Perry stands accused of having tampered with evidence in relation to the case of former team doctor Larry Nassar. According to The New York Times, a grand jury in Texas indicted Perry at the end of September, and he was only just arrested when a team of U.S. marshals showed up at the home where he was vacationing with his family.
“Mr. Penny was arrested when a team of armored marshals suddenly arrived at a vacation cabin while he was sitting with his wife and three children,” a lawyer for Penny said in a statement to Bustle. “If Mr. Penny had any idea he was sought in Texas, this would have been appropriately handled through counsel without terrifying his family. Mr. Penny has not and would not have attempted to avoid the service of process.”
While the authorities are currently holding Perry in Tennessee, they will soon extradite him to Walker County, Texas, where the grand jury indicted him on the third-degree felony charge of evidence tampering, according to USA Today. Walker County is the location of the Karolyi Ranch, the gymnastics training facility owned and run by legendary gymnastics coaches Bela and Martha Karolyi.
According to the indictment documents, Penny is alleged to have removed documents related to Nassar and his work from the Karolyi Ranch, ABC News wrote.
"The indictment further alleges that the removal of the documents was done for the purpose of impairing the ongoing investigation by destroying or hiding the documents," the U.S. Marshals wrote in a press release, according to ABC News. The New York Times wrote that Penny had been informed about a coach overhearing a gymnast claiming that Nassar had sexually abused her, but that he didn't immediately pass the information on to the FBI and instead only carried out an internal investigation.

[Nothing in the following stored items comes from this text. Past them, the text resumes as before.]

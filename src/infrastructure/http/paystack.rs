use super::{error_detail, transport_error, trim_base};
use crate::domain::payment::{
    InitializePayment, PaymentAuthorization, PaymentMetadata, PaymentReference, PaymentStatus,
    PaymentTransaction, from_minor_units, to_minor_units,
};
use crate::domain::ports::PaymentGateway;
use crate::error::{Result, ShippingError};
use async_trait::async_trait;
use chrono::Utc;
use hmac::{Hmac, Mac};
use reqwest::Client;
use serde::{Deserialize, Serialize};
use serde_json::Value;
use sha2::Sha512;
use tracing::{info, warn};

type HmacSha512 = Hmac<Sha512>;

/// Header carrying the hex HMAC-SHA512 of a webhook body.
pub const SIGNATURE_HEADER: &str = "x-paystack-signature";

/// Checks a webhook signature against the raw request body.
pub fn verify_webhook_signature(secret: &str, body: &[u8], signature_hex: &str) -> bool {
    let Ok(provided) = hex::decode(signature_hex.trim()) else {
        return false;
    };
    let Ok(mut mac) = HmacSha512::new_from_slice(secret.as_bytes()) else {
        return false;
    };
    mac.update(body);
    mac.verify_slice(&provided).is_ok()
}

/// Signs a body the way the gateway does. Used by fakes and tooling.
pub fn sign_webhook_body(secret: &str, body: &[u8]) -> Result<String> {
    let mut mac = HmacSha512::new_from_slice(secret.as_bytes())
        .map_err(|e| ShippingError::InternalError(Box::new(std::io::Error::other(e.to_string()))))?;
    mac.update(body);
    Ok(hex::encode(mac.finalize().into_bytes()))
}

#[derive(Debug, Clone)]
pub struct PaystackConfig {
    pub base_url: String,
    pub secret_key: String,
    pub callback_url: String,
    pub reference_prefix: String,
}

#[derive(Serialize)]
struct InitializeBody<'a> {
    email: &'a str,
    amount: i64,
    reference: &'a str,
    callback_url: &'a str,
    metadata: &'a PaymentMetadata,
}

#[derive(Deserialize)]
struct Envelope<T> {
    status: bool,
    #[serde(default)]
    message: String,
    data: Option<T>,
}

#[derive(Deserialize)]
struct InitializeData {
    authorization_url: String,
    access_code: String,
    reference: PaymentReference,
}

#[derive(Deserialize)]
struct Customer {
    email: Option<String>,
}

#[derive(Deserialize)]
struct VerifyData {
    reference: PaymentReference,
    amount: i64,
    #[serde(default)]
    currency: Option<String>,
    status: PaymentStatus,
    #[serde(default)]
    paid_at: Option<String>,
    #[serde(default)]
    channel: Option<String>,
    #[serde(default)]
    customer: Option<Customer>,
    #[serde(default)]
    metadata: Value,
}

/// The gateway echoes metadata as an object, a JSON string, or `""`/`null`
/// when the payment was started without any. Anything else is an error:
/// an order must never be built from metadata that was quietly dropped.
fn decode_metadata(reference: &PaymentReference, raw: Value) -> Result<PaymentMetadata> {
    let decoded: serde_json::Result<PaymentMetadata> = match &raw {
        Value::Null => return Ok(PaymentMetadata::default()),
        Value::String(s) if s.trim().is_empty() => return Ok(PaymentMetadata::default()),
        Value::String(s) => serde_json::from_str(s),
        _ => serde_json::from_value(raw.clone()),
    };
    decoded.map_err(|e| {
        warn!(%reference, metadata = %raw, error = %e, "gateway returned unreadable metadata");
        ShippingError::PaymentVerificationFailed(format!(
            "payment {reference} carries unreadable metadata: {e}"
        ))
    })
}

/// Paystack transaction API adapter.
pub struct PaystackGateway {
    client: Client,
    config: PaystackConfig,
}

impl PaystackGateway {
    pub fn new(client: Client, config: PaystackConfig) -> Self {
        Self {
            client,
            config: PaystackConfig {
                base_url: trim_base(&config.base_url),
                ..config
            },
        }
    }

    pub fn secret_key(&self) -> &str {
        &self.config.secret_key
    }
}

#[async_trait]
impl PaymentGateway for PaystackGateway {
    async fn initialize(&self, request: InitializePayment) -> Result<PaymentAuthorization> {
        let amount_minor = to_minor_units(request.amount)?;
        if request.email.trim().is_empty() {
            return Err(ShippingError::ValidationError(
                "Missing required field: email".to_string(),
            ));
        }
        let reference = request
            .reference
            .unwrap_or_else(|| PaymentReference::generate(&self.config.reference_prefix, Utc::now()));

        let body = InitializeBody {
            email: &request.email,
            amount: amount_minor,
            reference: reference.as_str(),
            callback_url: &self.config.callback_url,
            metadata: &request.metadata,
        };

        let response = self
            .client
            .post(format!("{}/transaction/initialize", self.config.base_url))
            .bearer_auth(&self.config.secret_key)
            .json(&body)
            .send()
            .await
            .map_err(|e| transport_error("payment gateway", e))?;

        if !response.status().is_success() {
            let (status, detail) = error_detail(response, "Failed to initialize payment").await;
            warn!(%reference, %status, %detail, "payment initialization rejected");
            return Err(ShippingError::PaymentNotInitialized(detail));
        }

        let envelope: Envelope<InitializeData> = response
            .json()
            .await
            .map_err(|e| ShippingError::PaymentNotInitialized(format!("unreadable gateway response: {e}")))?;

        match envelope.data {
            Some(data) if envelope.status => {
                info!(reference = %data.reference, amount_minor, "payment initialized");
                Ok(PaymentAuthorization {
                    authorization_url: data.authorization_url,
                    access_code: data.access_code,
                    reference: data.reference,
                })
            }
            _ => Err(ShippingError::PaymentNotInitialized(envelope.message)),
        }
    }

    async fn verify(&self, reference: &PaymentReference) -> Result<PaymentTransaction> {
        let response = self
            .client
            .get(format!(
                "{}/transaction/verify/{}",
                self.config.base_url, reference
            ))
            .bearer_auth(&self.config.secret_key)
            .send()
            .await
            .map_err(|e| transport_error("payment gateway", e))?;

        if !response.status().is_success() {
            let (status, detail) = error_detail(response, "Payment verification failed").await;
            warn!(%reference, %status, %detail, "payment verification rejected");
            return Err(ShippingError::PaymentVerificationFailed(detail));
        }

        let envelope: Envelope<VerifyData> = response.json().await.map_err(|e| {
            ShippingError::PaymentVerificationFailed(format!("unreadable gateway response: {e}"))
        })?;

        let data = match envelope.data {
            Some(data) if envelope.status => data,
            _ => return Err(ShippingError::PaymentVerificationFailed(envelope.message)),
        };

        if data.status != PaymentStatus::Success {
            warn!(%reference, status = %data.status, "payment not successful");
            return Err(ShippingError::PaymentNotSuccessful {
                reference: reference.to_string(),
                status: data.status.to_string(),
            });
        }

        let metadata = decode_metadata(reference, data.metadata)?;
        info!(%reference, amount_minor = data.amount, "payment verified");
        Ok(PaymentTransaction {
            reference: data.reference,
            amount: from_minor_units(data.amount),
            amount_minor: data.amount,
            currency: data.currency.unwrap_or_else(|| "NGN".to_string()),
            status: data.status,
            paid_at: data.paid_at,
            channel: data.channel,
            customer_email: data.customer.and_then(|c| c.email),
            metadata,
        })
    }
}
use crate::interfaces::http::state::Limits;
use clap::{Args, Parser, Subcommand};
use rust_decimal::Decimal;
use std::net::SocketAddr;
use std::path::PathBuf;
use std::time::Duration;

#[derive(Parser, Debug)]
#[command(author, version, about = "Shipping quotes, payments and order reconciliation", long_about = None)]
pub struct Cli {
    #[command(flatten)]
    pub config: Config,

    #[command(subcommand)]
    pub command: Command,
}

/// Runtime settings. Every flag can also come from the environment.
#[derive(Args, Debug, Clone)]
pub struct Config {
    /// Address the HTTP service binds to
    #[arg(long, env = "TRANSDOM_LISTEN", default_value = "0.0.0.0:3000", global = true)]
    pub listen: SocketAddr,

    /// Base URL of the order/rate backend
    #[arg(long, env = "API_BASE_URL", default_value = "http://localhost:8000", global = true)]
    pub api_base_url: String,

    /// Base URL of the payment gateway
    #[arg(long, env = "PAYSTACK_API_URL", default_value = "https://api.paystack.co", global = true)]
    pub gateway_url: String,

    /// Gateway secret key, also used to check webhook signatures
    #[arg(long, env = "PAYSTACK_SECRET_KEY", hide_env_values = true, global = true)]
    pub gateway_secret: Option<String>,

    /// Where the gateway sends the customer after paying
    #[arg(
        long,
        env = "PAYMENT_CALLBACK_URL",
        default_value = "http://localhost:3000/payment/success",
        global = true
    )]
    pub callback_url: String,

    /// Prefix of generated payment references
    #[arg(long, env = "PAYMENT_REFERENCE_PREFIX", default_value = "TDL", global = true)]
    pub reference_prefix: String,

    /// Timeout applied to every upstream call
    #[arg(long, env = "UPSTREAM_TIMEOUT_SECS", default_value_t = 15, global = true)]
    pub upstream_timeout_secs: u64,

    /// Directory holding zones.csv and countries.csv, replacing the built-in table
    #[arg(long, env = "TRANSDOM_ZONES_DIR", global = true)]
    pub zones_dir: Option<PathBuf>,

    /// Path to persistent database (optional). If provided, uses RocksDB.
    #[arg(long, env = "TRANSDOM_DB_PATH", global = true)]
    pub db_path: Option<PathBuf>,

    /// Hours an untouched in-memory draft is kept
    #[arg(long, env = "TRANSDOM_DRAFT_TTL_HOURS", default_value_t = 72, global = true)]
    pub draft_ttl_hours: u32,

    /// Hours a finished payment reference is remembered by the order guard
    #[arg(long, env = "TRANSDOM_ORDER_RETENTION_HOURS", default_value_t = 24, global = true)]
    pub order_retention_hours: u32,

    /// Webhook confirmations kept before the oldest are forgotten
    #[arg(long, env = "TRANSDOM_WEBHOOK_CAPACITY", default_value_t = 10_000, global = true)]
    pub webhook_capacity: usize,

    /// Emit logs as JSON lines
    #[arg(long, env = "TRANSDOM_LOG_JSON", global = true)]
    pub log_json: bool,
}

const HOUR: u64 = 60 * 60;

impl Config {
    pub fn upstream_timeout(&self) -> Duration {
        Duration::from_secs(self.upstream_timeout_secs.max(1))
    }

    pub fn draft_ttl(&self) -> chrono::Duration {
        chrono::Duration::hours(i64::from(self.draft_ttl_hours.max(1)))
    }

    pub fn limits(&self) -> Limits {
        Limits {
            order_retention: Duration::from_secs(u64::from(self.order_retention_hours.max(1)) * HOUR),
            webhook_capacity: self.webhook_capacity.max(1),
        }
    }
}

#[derive(Subcommand, Debug)]
pub enum Command {
    /// Run the HTTP service
    Serve,
    /// Print the zone a destination country ships to
    Zone {
        country: String,
    },
    /// Print the zone table as CSV
    Zones,
    /// Price one shipment against the configured rate service
    Quote {
        #[arg(long)]
        from: String,
        #[arg(long)]
        to: String,
        /// Weight in kilograms
        #[arg(long)]
        weight: Decimal,
    },
    /// Inspect or clear a session's cached draft
    Drafts {
        #[command(subcommand)]
        action: DraftsAction,
    },
}

#[derive(Subcommand, Debug)]
pub enum DraftsAction {
    Show { session: String },
    Clear { session: String },
}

"Mr. Penny is confident that when all the facts are known it will be shown that he did nothing criminal," the statement from Penny's lawyer said.
Penny resigned as the CEO of USA Gymnastics in March 2017, after the organization had already been accused of negligence surrounding Nassar, according to The Indianapolis Star. The publication's monumental report on alleged rampant sexual harassment and assault of young, female gymnasts claimed that executives at USA Gymnastics knew about the problem, but failed to report it or act strongly to stop it. According to a separate IndyStar report, at least 358 gymnasts reported having experienced sexual misconduct over the previous two decades.

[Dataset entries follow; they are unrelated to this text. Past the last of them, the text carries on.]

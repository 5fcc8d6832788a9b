//! Application layer orchestrating the domain over the ports.
//!
//! `QuoteCalculator` prices shipments, `ClientQuoteCache` keeps the per-session
//! draft between quoting and payment, and `OrderReconciler` turns a verified
//! payment into exactly one order.

pub mod cache;
pub mod quote;
pub mod reconciler;
pub mod webhook;
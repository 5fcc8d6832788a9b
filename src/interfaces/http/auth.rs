use crate::error::{Result, ShippingError};
use axum::http::HeaderMap;
use axum::http::header::{AUTHORIZATION, COOKIE};

pub const AUTH_COOKIE: &str = "backend_auth_token";

/// The caller's backend token, from `Authorization: Bearer` or the
/// `backend_auth_token` cookie.
pub fn bearer_token(headers: &HeaderMap) -> Result<String> {
    let from_header = headers
        .get(AUTHORIZATION)
        .and_then(|v| v.to_str().ok())
        .and_then(|v| v.strip_prefix("Bearer "))
        .map(str::trim)
        .filter(|t| !t.is_empty());
    if let Some(token) = from_header {
        return Ok(token.to_string());
    }

    headers
        .get_all(COOKIE)
        .iter()
        .filter_map(|v| v.to_str().ok())
        .flat_map(|v| v.split(';'))
        .filter_map(|pair| pair.trim().split_once('='))
        .find(|(name, value)| *name == AUTH_COOKIE && !value.is_empty())
        .map(|(_, value)| value.to_string())
        .ok_or(ShippingError::NotAuthenticated)
}
//! Payment model for invoice-service.

use chrono::{DateTime, NaiveDate, Utc};
use rust_decimal::Decimal;
use serde::{Deserialize, Serialize};
use sqlx::FromRow;

/// A recorded payment against an invoice.
///
/// Rows are created only inside a committed settlement transaction. The
/// payment's own `user_id` (not the invoice owner's) is the authorization
/// subject for later update/delete.
#[derive(Debug, Clone, Serialize, Deserialize, FromRow)]
pub struct Payment {
    pub id: i64,
    pub invoice_id: i64,
    pub user_id: i64,
    pub customer_id: i64,
    pub amount_paid: Decimal,
    pub payment_date: NaiveDate,
    pub created_utc: DateTime<Utc>,
}

/// Input for recording a payment.
#[derive(Debug, Clone)]
pub struct RecordPayment {
    pub amount_paid: Decimal,
    pub payment_date: NaiveDate,
}

/// Input for amending a payment.
#[derive(Debug, Clone, Default)]
pub struct UpdatePayment {
    pub amount_paid: Option<Decimal>,
    pub payment_date: Option<NaiveDate>,
}
//! Database service for invoice-service.

use crate::models::{
    CreateCustomer, CreateInvoice, Customer, HistoryEntry, Invoice, LineItem, ListInvoicesFilter,
    Payment, UpdateCustomer, UpdateInvoice,
};
use crate::services::metrics::DB_QUERY_DURATION;
use rust_decimal::Decimal;
use serde::Serialize;
use service_core::error::AppError;
use sqlx::postgres::{PgConnectOptions, PgPool, PgPoolOptions};
use sqlx::PgExecutor;
use std::str::FromStr;
use std::time::Duration;
use tracing::{info, instrument, warn};

/// Owner-scoped aggregates backing the dashboard.
#[derive(Debug, Clone, Serialize, sqlx::FromRow)]
pub struct DashboardSummary {
    pub invoice_count: i64,
    pub total_billed: Decimal,
    pub total_received: Decimal,
    pub total_outstanding: Decimal,
}

/// Database connection pool wrapper.
#[derive(Clone)]
pub struct Database {
    pool: PgPool,
}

“USA Gymnastics has a long and proactive history of developing policy to protect its athletes and will remain diligent in evaluating new and best practices which should be implemented," Penny said in a statement to The IndyStar in 2016, when the paper released its first report. "We recognize our leadership role is important and remain committed to working with the entire gymnastics community and other important partners to promote a safe and fun environment for children.”
Penny's arrest is far from the end of the story, as the fallout from the Nassar scandal still dogs the organization. Perhaps, however, it will come as a form of relief or vindication to survivors.